If you named your dataframe something other than `df` be sure to change this code to match whatever name you used.

- Think about what this code is doing and make sure you understand why it's giving you the predicted values from the naive 15% model.

Then,
- create a scatterplot with the original data (total bill vs tip)
- on top of that add a line plot for our trained model's predicted values
- on top of all of that, add a line plot for the 15% model's predicted values
- make sure the colors for all three are different

(The first two steps of the plot are exactly the same as the plot from problem 7 so you can copy paste that.  All you have to do is add one more line plot for the 15% model)

### Problem 9

Like we did in class, import the `mean_squared_error` function from Scikit_learn.

- Use it to compute the MSE cost function for the trained model and the MSE cost function for the 15% model.
- Compare the two values.  Which model is better?

### Unfair Comparison

Finally, I want to mention that the way we compared the models was unfair.

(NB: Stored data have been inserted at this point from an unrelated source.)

use std::sync::Arc;

use axum::{extract::State, http::StatusCode, Extension, Json};
use axum_derive_error::ErrorResponse;
use common::config::Config;
use db::{
    student, ActiveValue, ColumnTrait, DatabaseConnection, DbErr, EntityTrait, QueryFilter,
    QuerySelect, SelectExt, TransactionErrorExt, TransactionTrait,
};
use derive_more::{Display, Error, From};
use serde::{Deserialize, Serialize};
use validator::Validate;

use super::StudentData;
use crate::{auth, validation::ValidatedJson};

/// Errors that may occur during the student registration process.
#[derive(ErrorResponse, Display, From, Error)]
pub(super) enum StudentRegistrationError {
    /// Database-related error.
    DatabaseError(DbErr),

    /// Unable to hash the provided password.
    PasswordHashError(student::PasswordHashError),

    /// Unable to sign an access token.
    TokenError(jsonwebtoken::errors::Error),

    #[status(StatusCode::BAD_REQUEST)]
    #[display(fmt = "Email already registered")]
    EmailTaken,

    #[status(StatusCode::BAD_REQUEST)]
    #[display(fmt = "Roll number already registered")]
    RollNumberTaken,
}

#[derive(Deserialize, Validate)]
pub(super) struct RegistrationRequest {
    #[validate(length(min = 3))]
    name: String,

    #[validate(length(min = 3))]
    roll_no: String,

    #[validate(email)]
    email: String,

    #[validate(length(min = 8))]
    password: String,

    #[validate(range(min = 1, max = 5))]
    year: i32,
}

#[derive(Serialize)]
pub(super) struct RegistrationResponse {
    token: String,
    student: StudentData,
}

/// Student registration handler.
///
/// A successful registration immediately returns an access token
/// so that clients do not have to follow up with a login request.
pub(super) async fn register(
    State(db): State<Arc<DatabaseConnection>>,
    Extension(config): Extension<Arc<Config>>,
    ValidatedJson(request): ValidatedJson<RegistrationRequest>,
) -> Result<(StatusCode, Json<RegistrationResponse>), StudentRegistrationError> {
    let password_hash = student::hash_password(&request.password)?;

    let model = db
        .transaction(|txn| {
            Box::pin(async move {
                let email_taken = student::Entity::find()
                    .select_only()
                    .filter(student::Column::Email.eq(&*request.email))
                    .exists(txn)
                    .await?;

                if email_taken {
                    return Err(StudentRegistrationError::EmailTaken);
                }

                let roll_no_taken = student::Entity::find()
                    .select_only()
                    .filter(student::Column::RollNo.eq(&*request.roll_no))
                    .exists(txn)
                    .await?;

                if roll_no_taken {
                    return Err(StudentRegistrationError::RollNumberTaken);
                }

                let model = student::Entity::insert(student::ActiveModel {
                    name: ActiveValue::Set(request.name),
                    roll_no: ActiveValue::Set(request.roll_no),
                    email: ActiveValue::Set(request.email),
                    password_hash: ActiveValue::Set(password_hash),
                    year: ActiveValue::Set(request.year),
                    created_at: ActiveValue::Set(db::now()),
                    ..Default::default()
                })
                .exec_with_returning(txn)
                .await?;

                Ok(model)
            })
        })
        .await
        .into_raw_result()?;

    let token = auth::issue_token(model.id, &config.auth)?;

    Ok((
        StatusCode::CREATED,
        Json(RegistrationResponse {
            token,
            student: model.into(),
        }),
    ))
}
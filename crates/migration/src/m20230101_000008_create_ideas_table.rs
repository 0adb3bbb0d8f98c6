use sea_orm_migration::prelude::*;

#[derive(DeriveMigrationName)]
pub struct Migration;

#[async_trait::async_trait]
impl MigrationTrait for Migration {
    async fn up(&self, manager: &SchemaManager) -> Result<(), DbErr> {
        manager
            .create_table(
                Table::create()
                    .table(Ideas::Table)
                    .col(
                        ColumnDef::new(Ideas::Id)
                            .big_integer()
                            .not_null()
                            .auto_increment()
                            .primary_key(),
                    )
                    .col(ColumnDef::new(Ideas::Title).string_len(100).not_null())
                    .col(ColumnDef::new(Ideas::Description).text().not_null())
                    .col(ColumnDef::new(Ideas::ProblemStatement).text())
                    .col(ColumnDef::new(Ideas::SolutionApproach).text())
                    .col(ColumnDef::new(Ideas::TeamId).big_integer().not_null())
                    .col(
                        ColumnDef::new(Ideas::CreatedAt)
                            .timestamp()
                            .not_null()
                            .extra("DEFAULT CURRENT_TIMESTAMP".to_string()),
                    )
                    .foreign_key(
                        ForeignKey::create()
                            .from(Ideas::Table, Ideas::TeamId)
                            .to(crate::Teams::Table, crate::Teams::Id)
                            .on_delete(ForeignKeyAction::Cascade)
                            .on_update(ForeignKeyAction::Cascade),
                    )
                    .to_owned(),
            )
            .await
    }

    async fn down(&self, manager: &SchemaManager) -> Result<(), DbErr> {
        manager
            .drop_table(Table::drop().table(Ideas::Table).to_owned())
            .await
    }
}

/// Learn more at https://docs.rs/sea-query#iden
#[derive(Iden)]
pub(crate) enum Ideas {
    Table,
    Id,
    Title,
    Description,
    ProblemStatement,
    SolutionApproach,
    TeamId,
    CreatedAt,
}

OF COURSE the trained model will do better than the 15% model because the trained model was trained on the **same data** that we used to evaluate the two models.  
- Remember, our trained model found the parameters that minimized the cost function on the training data set.  Therefore, it will have a lower cost function compared to any other linear model on this training set no matter what.
- However, it might perform worse on data that wasn't in the training set.

To properly compare two different models, we actually need to test them on data that neither model was trained with.
- Thus, it's common practice to separate your data into a *training set* and a *testing set*.  
- You use the training set to train your models (find the parameters).
- Then, evaluate the model performance by computing the cost function on the testing set (not the training set).

We will talk more about this idea in future weeks but it's important to start thinking about this kind of stuff early.